> **Dataset excerpts**
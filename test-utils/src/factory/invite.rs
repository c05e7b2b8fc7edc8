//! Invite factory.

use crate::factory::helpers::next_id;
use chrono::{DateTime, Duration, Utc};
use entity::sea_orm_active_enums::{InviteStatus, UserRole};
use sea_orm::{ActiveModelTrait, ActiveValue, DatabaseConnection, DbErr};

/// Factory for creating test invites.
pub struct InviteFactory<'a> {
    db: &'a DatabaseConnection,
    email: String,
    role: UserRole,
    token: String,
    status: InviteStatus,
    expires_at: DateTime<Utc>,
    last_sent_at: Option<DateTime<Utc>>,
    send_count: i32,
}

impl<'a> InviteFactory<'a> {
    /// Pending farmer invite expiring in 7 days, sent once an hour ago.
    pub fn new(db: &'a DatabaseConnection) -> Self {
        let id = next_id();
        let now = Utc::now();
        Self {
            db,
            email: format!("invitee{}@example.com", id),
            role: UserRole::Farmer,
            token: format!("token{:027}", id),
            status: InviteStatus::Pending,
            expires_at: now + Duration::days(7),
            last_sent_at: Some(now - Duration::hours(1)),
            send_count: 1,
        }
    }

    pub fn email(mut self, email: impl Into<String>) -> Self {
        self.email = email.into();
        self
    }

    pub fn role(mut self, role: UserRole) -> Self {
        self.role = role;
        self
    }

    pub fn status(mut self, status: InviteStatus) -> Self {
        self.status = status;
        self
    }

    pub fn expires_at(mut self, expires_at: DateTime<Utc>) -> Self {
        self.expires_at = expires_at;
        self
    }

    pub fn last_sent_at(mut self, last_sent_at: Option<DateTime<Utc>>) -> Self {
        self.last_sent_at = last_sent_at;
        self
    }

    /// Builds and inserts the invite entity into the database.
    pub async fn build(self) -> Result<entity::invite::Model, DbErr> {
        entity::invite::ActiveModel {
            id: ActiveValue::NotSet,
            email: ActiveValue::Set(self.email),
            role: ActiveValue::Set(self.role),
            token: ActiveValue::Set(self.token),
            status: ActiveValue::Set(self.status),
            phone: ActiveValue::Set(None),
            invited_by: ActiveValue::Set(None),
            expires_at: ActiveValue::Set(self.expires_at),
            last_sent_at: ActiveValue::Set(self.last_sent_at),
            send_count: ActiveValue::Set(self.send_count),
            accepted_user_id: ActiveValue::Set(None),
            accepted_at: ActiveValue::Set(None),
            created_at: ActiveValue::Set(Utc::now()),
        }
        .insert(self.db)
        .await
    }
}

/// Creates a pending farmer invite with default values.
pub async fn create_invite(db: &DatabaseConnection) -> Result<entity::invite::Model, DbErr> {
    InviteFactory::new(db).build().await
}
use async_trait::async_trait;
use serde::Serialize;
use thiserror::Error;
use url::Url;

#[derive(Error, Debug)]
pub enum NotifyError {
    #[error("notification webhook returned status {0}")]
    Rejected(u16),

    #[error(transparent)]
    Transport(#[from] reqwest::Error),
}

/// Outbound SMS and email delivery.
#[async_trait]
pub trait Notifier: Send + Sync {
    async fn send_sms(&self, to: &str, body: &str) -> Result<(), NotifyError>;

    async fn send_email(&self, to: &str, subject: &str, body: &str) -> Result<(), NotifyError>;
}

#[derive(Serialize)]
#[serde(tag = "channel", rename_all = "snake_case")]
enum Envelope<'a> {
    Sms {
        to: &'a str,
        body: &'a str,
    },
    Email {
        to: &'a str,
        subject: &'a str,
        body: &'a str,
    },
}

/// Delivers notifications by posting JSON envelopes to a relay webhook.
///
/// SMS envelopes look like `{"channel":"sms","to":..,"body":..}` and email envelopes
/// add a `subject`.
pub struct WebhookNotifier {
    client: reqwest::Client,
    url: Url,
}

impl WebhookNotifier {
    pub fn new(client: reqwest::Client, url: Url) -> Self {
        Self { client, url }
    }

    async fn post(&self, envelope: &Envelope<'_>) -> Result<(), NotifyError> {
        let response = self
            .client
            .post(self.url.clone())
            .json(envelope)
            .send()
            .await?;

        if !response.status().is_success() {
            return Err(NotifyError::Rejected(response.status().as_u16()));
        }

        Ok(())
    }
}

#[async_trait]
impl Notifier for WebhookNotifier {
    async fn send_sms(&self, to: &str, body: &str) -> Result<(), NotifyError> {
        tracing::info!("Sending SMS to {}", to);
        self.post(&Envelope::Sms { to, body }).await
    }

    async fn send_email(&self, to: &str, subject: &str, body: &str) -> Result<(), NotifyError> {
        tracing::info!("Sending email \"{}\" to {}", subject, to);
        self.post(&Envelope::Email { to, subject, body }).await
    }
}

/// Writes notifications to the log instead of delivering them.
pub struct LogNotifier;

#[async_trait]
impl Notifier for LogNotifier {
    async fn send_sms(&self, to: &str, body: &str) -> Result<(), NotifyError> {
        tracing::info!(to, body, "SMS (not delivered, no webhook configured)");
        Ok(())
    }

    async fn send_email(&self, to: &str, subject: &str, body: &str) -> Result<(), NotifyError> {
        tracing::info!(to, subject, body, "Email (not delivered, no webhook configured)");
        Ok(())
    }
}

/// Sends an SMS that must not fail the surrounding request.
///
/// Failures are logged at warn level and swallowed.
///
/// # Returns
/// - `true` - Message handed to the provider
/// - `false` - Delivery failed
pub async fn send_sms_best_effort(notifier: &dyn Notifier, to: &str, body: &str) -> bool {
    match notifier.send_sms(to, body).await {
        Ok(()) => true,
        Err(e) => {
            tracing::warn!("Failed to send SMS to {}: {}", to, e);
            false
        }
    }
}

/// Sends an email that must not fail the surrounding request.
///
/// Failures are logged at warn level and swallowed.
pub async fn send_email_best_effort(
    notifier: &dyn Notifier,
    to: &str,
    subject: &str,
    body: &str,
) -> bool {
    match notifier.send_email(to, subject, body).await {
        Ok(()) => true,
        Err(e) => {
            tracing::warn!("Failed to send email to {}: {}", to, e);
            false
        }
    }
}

> **Activity**
Lines with the word "delivered" in them: report all of these from the listing above.

> **Solution**
        tracing::info!(to, body, "SMS (not delivered, no webhook configured)");
        tracing::info!(to, subject, body, "Email (not delivered, no webhook configured)");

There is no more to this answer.